Solemnidad de la Ascensión (Ciclo C)
Lectura de los Hechos de los apóstoles (1, 1-11)
En mi primer libro, querido Teófilo, escribí de todo lo que Jesús fue
haciendo y enseñando hasta el día en que dio instrucciones a los
apóstoles, que había escogido, movido por el Espíritu Santo, y ascendió
al cielo. Se les presentó después de su pasión, dándoles numerosas
pruebas de que estaba vivo, y, apareciéndoseles durante cuarenta días,
les habló del reino de Dios. Una vez que comían juntos, les recomendó:
“No os alejéis de Jerusalén; aguardad que se cumpla la promesa de mi
Padre, de la que yo os he hablado. Juan bautizó con agua, dentro de
pocos días vosotros seréis bautizados con Espíritu Santo.”
Ellos lo rodearon preguntándole: “Señor, ¿es ahora cuando vas a
restaurar el reino de Israel?” Jesús contestó: “No os toca a vosotros
conocer los tiempos y las fechas que el Padre ha establecido con su
autoridad. Cuando el Espíritu Santo descienda sobre vosotros, recibiréis
fuerza para ser mis testigos en Jerusalén, en toda Judea, en Samaria y
hasta los confines del mundo.” Dicho esto, lo vieron levantarse, hasta que
una nube se lo quitó de la vista. Mientras miraban fijos al cielo, viéndolo
irse, se les presentaron dos hombres vestidos de blanco, que les dijeron:
“Galileos, ¿qué hacéis ahí plantados mirando al cielo? El mismo Jesús
que os ha dejado para subir al cielo volverá como le habéis visto
marcharse.”
Salmo responsorial: 46
Dios asciende entre aclamaciones; el Señor, al son de trompetas.
Dios asciende entre aclamaciones; el Señor, al son de trompetas.
Pueblos todos batid palmas, aclamad a Dios con gritos de júbilo;
porque el Señor es sublime y terrible, emperador de toda la tierra. R.
Dios asciende entre aclamaciones; el Señor, al son de trompetas;
tocad para Dios, tocad, tocad para nuestro Rey, tocad. R.
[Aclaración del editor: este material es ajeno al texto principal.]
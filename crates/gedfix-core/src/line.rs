//! Line tokenizer.
//!
//! Splits one physical line into `(depth, identifier, tag, value)`:
//!
//! ```text
//! 0 @I1@ INDI
//! │  │    └── tag
//! │  └── identifier (optional, `@…@`)
//! └── depth
//! 1 NAME John /Smith/
//!        └── value: everything after the single delimiter, verbatim
//! ```
//!
//! The tokenizer borrows from the input and never trims the value, so a
//! line that no rule touches can be written back exactly as it was read.

use crate::error::{ParseError, ParseErrorReason};

/// One tokenized, non-blank line.
#[derive(Debug, Clone, PartialEq, Eq)]
pub struct TokenizedLine<'a> {
    /// 1-based position in the source.
    pub line_number: usize,
    /// Leading whitespace before the depth token.
    pub indent: &'a str,
    pub depth: usize,
    pub xref: Option<&'a str>,
    pub tag: &'a str,
    pub value: &'a str,
}

/// Tokenize a line (without its terminator).
///
/// Returns `Ok(None)` for blank lines, which the tree builder keeps verbatim.
pub fn tokenize_line(text: &str, line_number: usize) -> Result<Option<TokenizedLine<'_>>, ParseError> {
    if text.chars().all(|c| c.is_whitespace() || c == '\u{feff}') {
        return Ok(None);
    }

    let body_start = text
        .char_indices()
        .find(|(_, c)| !(c.is_whitespace() || *c == '\u{feff}'))
        .map(|(i, _)| i)
        .unwrap_or(text.len());
    let indent = &text[..body_start];
    let body = &text[body_start..];

    let (depth_token, rest) = split_token(body);
    let depth = parse_depth(depth_token, line_number)?;

    let rest = rest.trim_start();
    if rest.is_empty() {
        return Err(ParseError::new(line_number, ParseErrorReason::MissingTag));
    }

    let (first, after_first) = split_token(rest);
    let (xref, tag, after_tag) = if is_identifier(first) {
        let after_xref = after_first.trim_start();
        let (tag, after_tag) = split_token(after_xref);
        if tag.is_empty() {
            return Err(ParseError::new(line_number, ParseErrorReason::MissingTag));
        }
        (Some(first), tag, after_tag)
    } else {
        (None, first, after_first)
    };

    // `after_tag` is either empty or starts with the delimiter.
    let value = match after_tag.chars().next() {
        Some(delim) => &after_tag[delim.len_utf8()..],
        None => "",
    };

    Ok(Some(TokenizedLine {
        line_number,
        indent,
        depth,
        xref,
        tag,
        value,
    }))
}

/// True when `token` is a bracketed identifier such as `@I42@`.
pub fn is_identifier(token: &str) -> bool {
    token.len() >= 3
        && token.starts_with('@')
        && token.ends_with('@')
        && !token[1..token.len() - 1]
            .chars()
            .any(|c| c == '@' || c.is_whitespace())
}

/// The identifier a value points at, if the whole (trimmed) value is one.
pub fn reference_target(value: &str) -> Option<&str> {
    let trimmed = value.trim();
    is_identifier(trimmed).then_some(trimmed)
}

/// Render a line in canonical form: `{indent}{depth} [{xref} ]{tag}[ {value}]`.
pub fn render_line(indent: &str, depth: usize, xref: Option<&str>, tag: &str, value: &str) -> String {
    let mut out = String::with_capacity(indent.len() + tag.len() + value.len() + 16);
    out.push_str(indent);
    out.push_str(&depth.to_string());
    out.push(' ');
    if let Some(xref) = xref {
        out.push_str(xref);
        out.push(' ');
    }
    out.push_str(tag);
    if !value.is_empty() {
        out.push(' ');
        out.push_str(value);
    }
    out
}

fn split_token(s: &str) -> (&str, &str) {
    match s.find(char::is_whitespace) {
        Some(i) => (&s[..i], &s[i..]),
        None => (s, ""),
    }
}

fn parse_depth(token: &str, line_number: usize) -> Result<usize, ParseError> {
    if !token.starts_with(|c: char| c.is_ascii_digit()) {
        return Err(ParseError::new(line_number, ParseErrorReason::MissingDepth));
    }
    if !token.chars().all(|c| c.is_ascii_digit()) {
        return Err(ParseError::new(
            line_number,
            ParseErrorReason::NonNumericDepth(token.to_string()),
        ));
    }
    token.parse::<usize>().map_err(|_| {
        ParseError::new(
            line_number,
            ParseErrorReason::NonNumericDepth(token.to_string()),
        )
    })
}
Porque Dios es el rey del mundo;
tocad con maestría. Dios reina sobre las naciones,
Dios se sienta en su trono sagrado. R.
Lectura de la carta a los efesios (1, 17-23)
Hermanos: Que el Dios de nuestro Señor Jesucristo, el Padre de la gloria,
os dé espíritu de sabiduría y revelación para conocerlo. Ilumine los ojos
de vuestro corazón, para que comprendáis cuál es la esperanza a la que
os llama, cuál la riqueza de gloria que da en herencia a los santos, y cuál
la extraordinaria grandeza de su poder para nosotros, los que creemos,
según la eficacia de su fuerza poderosa, que desplegó en Cristo,
resucitándolo de entre los muertos y sentándolo a su derecha en el cielo,
por encima de todo principado, potestad, fuerza y dominación, y por
encima de todo nombre conocido, no sólo en este mundo, sino en el
futuro. Y todo lo puso bajo sus pies, y lo dio a la Iglesia como cabeza,
sobre todo. Ella es su cuerpo, plenitud del que lo acaba todo en todos.
Evangelio de Lucas 24, 46-53
En aquel tiempo, dijo Jesús a sus discípulos: “Así estaba escrito: el
Mesías padecerá, resucitará de entre los muertos al tercer día y en su
nombre se predicará la conversión y el perdón de los pecados a todos los
pueblos, comenzando por Jerusalén. Vosotros sois testigos de esto. Yo os
enviaré lo que mi Padre ha prometido; vosotros quedaos en la ciudad,
hasta que os revistáis de la fuerza de lo alto.” Después los sacó hacia
Betania y, levantando las manos, los bendijo. Y mientras los bendecía se
separó de ellos, subiendo hacia el cielo. Ellos se postraron ante él y se
volvieron a Jerusalén con gran alegría; y estaban siempre en el templo
bendiciendo a Dios.
HOMILÍA
Estamos acostumbrados a imaginar la ascensión de Jesús a los
cielos como una especie de despegue vertical, como si Cristo fuera un
cohete que se eleva hasta el universo dejándonos aquí en la tierra. Esta
imagen, tan frecuente en la imaginería religiosa cristiana, no sólo no es
histórica, sino que espiritualmente es perniciosa. En realidad, la
ascensión forma del parte del misterio central de nuestra fe, que es la
resurrección. Tal es así, que hasta el siglo V, la resurrección y la
ascensión eran misterios conmemorados el mismo día; dicho de otra
forma, Jesucristo asciende a los cielos al mismo tiempo que resucita.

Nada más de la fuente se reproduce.